And at the Fed, we're in the 80s, nobody talked about China, we thought Japan was taking us out, Japan had higher, by some measures, per capita gdp. Its stock market was worth more than the United States, incredibly, its real estate market was worth more than the United States, even though it's a tiny island.

And I go over these, I worked at the Central bank of Japan for a while and go over these moments where we did not know what was going on. And I think there are ways we got lucky to rise as far and by that I mean to just be so dominant that we ultimately became I think the economics of this, of course, has only one currency, network effects.

There's nothing else to say. The politics sure as heck doesn't have that, that the Chinese, they're going to break away, and when they break away, Asia is going to break away. And that's been going on since 2015, they're forming their own networks and pipelines and clearing. And the Europeans don't like it either, so the it's not that there's a Canadian dollar with all due respect to Mark Carney, or an Australian dollar, nobody cares about them.

But there'll be a few tripolar system, which back in 2005 was the consensus in academics that we were going to have a tripolar system. And what happened the last certainly the ten years after that was a shock. Well, Europe had the global debt crisis, China didn't move away from its peg.

And so what I argue in the book, Fast Forwarding a lot is we lose some space to crypto and the underground economy, but we're going to lose market share to the renminbi for 100% sure, because they can't live with us. I mean, even if Trump is enforcing it, where other sanctions and the Europeans will also expand.

So there the yeah, there are these network effects, but pushing back against this is these other effects. And if you look at what central banks do, which is what my favorite measure with Reinhardt and Ilsitsky, it's been in retreat for 10 years, probably the centrality of the dollar.


>> Jon Hartley: Well, I'm curious though. So I have a paper published in Economics.
>> Kenneth Rogoff: You kindly said it to me.
>> Jon Hartley: Yeah, it's titled De Dollarization, not so Fast. And it basically just gathers these same measures of the dollar that we're used to seeing before. And Barry and others have published with older data.

And so if you look at, you know, these measures of the dollar, you know, fraction of dollars in central bank FX reserves, the denomination of bonds, FX transactions or trade invoicing, you updated through Covid and through the Russian invasion of Ukraine, the $sas hasn't declined whatsoever through those sort of pretty big international events.

And, you know, there's also the freezing of the Russian FX reserves and all these things. So I guess, you know, like, sure, you know, the dollar share of FX reserves is down from the early 2000s. A lot of people like to show some of those charts just starting in 2000 to today.

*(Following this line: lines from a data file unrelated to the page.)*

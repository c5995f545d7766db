use chrono::{DateTime, Local};
use serde::{Deserialize, Serialize};
use serde_with::{TimestampMilliSeconds, serde_as};
use sunledger_quantities::{energy::KilowattHours, percent::Percent};

/// Where the generated and consumed energy went.
///
/// Negative readings are taken as they come: only the grid directions are clamped at zero.
/// Every field is rounded to hundredths.
#[must_use]
#[derive(Copy, Clone, Debug, Default, Eq, PartialEq, Serialize, Deserialize)]
#[serde(rename_all = "camelCase")]
pub struct EnergyFlow {
    /// Generated energy consumed on site.
    pub self_use: KilowattHours,

    /// Surplus generation exported to the grid.
    pub grid_feed: KilowattHours,

    /// Shortfall imported from the grid.
    pub grid_draw: KilowattHours,

    /// Share of the generation consumed on site.
    pub self_use_rate: Percent,
}

impl EnergyFlow {
    pub fn new(generation: KilowattHours, consumption: KilowattHours) -> Self {
        let self_use = generation.min(consumption);
        let self_use_rate = if generation > KilowattHours::ZERO && consumption > KilowattHours::ZERO
        {
            (Percent::from(self_use / generation) * 100.0).round_to(2)
        } else {
            Percent::ZERO
        };
        Self {
            self_use: self_use.round_to_hundredths(),
            grid_feed: (generation - consumption).max(KilowattHours::ZERO).round_to_hundredths(),
            grid_draw: (consumption - generation).max(KilowattHours::ZERO).round_to_hundredths(),
            self_use_rate,
        }
    }
}

/// Generation against consumption at a point in time.
#[serde_as]
#[must_use]
#[derive(Copy, Clone, Debug, Eq, PartialEq, Serialize, Deserialize)]
#[serde(rename_all = "camelCase")]
pub struct EnergyBalance {
    #[serde_as(as = "TimestampMilliSeconds<i64>")]
    pub timestamp: DateTime<Local>,

    pub generation: KilowattHours,
    pub consumption: KilowattHours,

    #[serde(flatten)]
    pub flow: EnergyFlow,
}

impl EnergyBalance {
    pub fn new(
        generation: KilowattHours,
        consumption: KilowattHours,
        timestamp: DateTime<Local>,
    ) -> Self {
        Self {
            timestamp,
            generation: generation.round_to_hundredths(),
            consumption: consumption.round_to_hundredths(),
            flow: EnergyFlow::new(generation, consumption),
        }
    }
}

#[cfg(test)]
mod tests {
    use approx::assert_abs_diff_eq;

    use super::*;
    use crate::tariff::tests::local;

    #[test]
    fn test_surplus() {
        let balance =
            EnergyBalance::new(KilowattHours::from(100.0), KilowattHours::from(60.0), local(12, 0));
        assert_eq!(balance.flow.self_use, KilowattHours::from(60.0));
        assert_eq!(balance.flow.grid_feed, KilowattHours::from(40.0));
        assert_eq!(balance.flow.grid_draw, KilowattHours::ZERO);
        assert_abs_diff_eq!(balance.flow.self_use_rate.0.0, 60.0);
    }

    #[test]
    fn test_shortfall() {
        let flow = EnergyFlow::new(KilowattHours::from(30.0), KilowattHours::from(45.5));
        assert_eq!(flow.self_use, KilowattHours::from(30.0));
        assert_eq!(flow.grid_feed, KilowattHours::ZERO);
        assert_abs_diff_eq!(flow.grid_draw.0.0, 15.5);
        assert_abs_diff_eq!(flow.self_use_rate.0.0, 100.0);
    }

    #[test]
    fn test_no_generation() {
        let flow = EnergyFlow::new(KilowattHours::ZERO, KilowattHours::from(10.0));
        assert_eq!(flow.self_use, KilowattHours::ZERO);
        assert_eq!(flow.grid_draw, KilowattHours::from(10.0));
        assert_eq!(flow.self_use_rate, Percent::ZERO);
    }

    #[test]
    fn test_no_consumption() {
        let flow = EnergyFlow::new(KilowattHours::from(10.0), KilowattHours::ZERO);
        assert_eq!(flow.grid_feed, KilowattHours::from(10.0));
        assert_eq!(flow.self_use_rate, Percent::ZERO);
    }

    #[test]
    fn test_negative_generation() {
        let balance =
            EnergyBalance::new(KilowattHours::from(-5.0), KilowattHours::from(10.0), local(3, 0));
        assert_eq!(balance.generation, KilowattHours::from(-5.0));
        assert_eq!(balance.flow.self_use, KilowattHours::from(-5.0));
        assert_eq!(balance.flow.grid_feed, KilowattHours::ZERO);
        assert_eq!(balance.flow.grid_draw, KilowattHours::from(15.0));
        assert_eq!(balance.flow.self_use_rate, Percent::ZERO);
    }

    #[test]
    fn test_negative_consumption() {
        let flow = EnergyFlow::new(KilowattHours::from(4.0), KilowattHours::from(-1.0));
        assert_eq!(flow.self_use, KilowattHours::from(-1.0));
        assert_eq!(flow.grid_feed, KilowattHours::from(5.0));
        assert_eq!(flow.grid_draw, KilowattHours::ZERO);
        assert_eq!(flow.self_use_rate, Percent::ZERO);
    }

    #[test]
    fn test_rate_rounding() {
        let flow = EnergyFlow::new(KilowattHours::from(3.0), KilowattHours::from(1.0));
        assert_abs_diff_eq!(flow.self_use_rate.0.0, 33.33);
    }

    #[test]
    fn test_serde_flattened() {
        let balance =
            EnergyBalance::new(KilowattHours::from(10.0), KilowattHours::from(4.0), local(12, 0));
        let json = serde_json::to_value(balance).unwrap();
        assert_eq!(json["selfUse"], 4.0);
        assert_eq!(json["gridFeed"], 6.0);
        assert_eq!(json["selfUseRate"], 40.0);
        assert_eq!(serde_json::from_value::<EnergyBalance>(json).unwrap(), balance);
    }
}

But it's actually been at lower points, say like in the, in the 90s.
>> Kenneth Rogoff: But that's because it felt. That's because it, it fell after Bretton Woods. I mean, the 70s was a big decline in the dollar share of everything, which my book discusses why, given our debt situation and challenges to Federal Reserve independence, I am sort of expecting a 70s light maybe period now, which will also, you know, accelerate this.

But, you know, it hit it. It sort of fell because we were screwing up. And then as we became more stable, it arose. But I think the rise from the 2000s was very surprising given where the trends were. That's why people point to that.
>> Jon Hartley: I guess I'm just curious just to make a counter argument in favor of just dollar dominance sticking around for much longer than maybe we think.

I mean, if you look at like, say that the share of FX reserves in the Renminbi that's actually fallen since the coven, Russian invasion, Ukraine, but other currencies like, you know, Canadian dollar, Australian dollar, New Zealand dollar, those are, are strangely ascendant. I mean, I'm just curious, when you think about in the past, what's led to the end of a currency as a reserve, as reserve currency, as a world reserve currency, it's typically like a land war on home turf.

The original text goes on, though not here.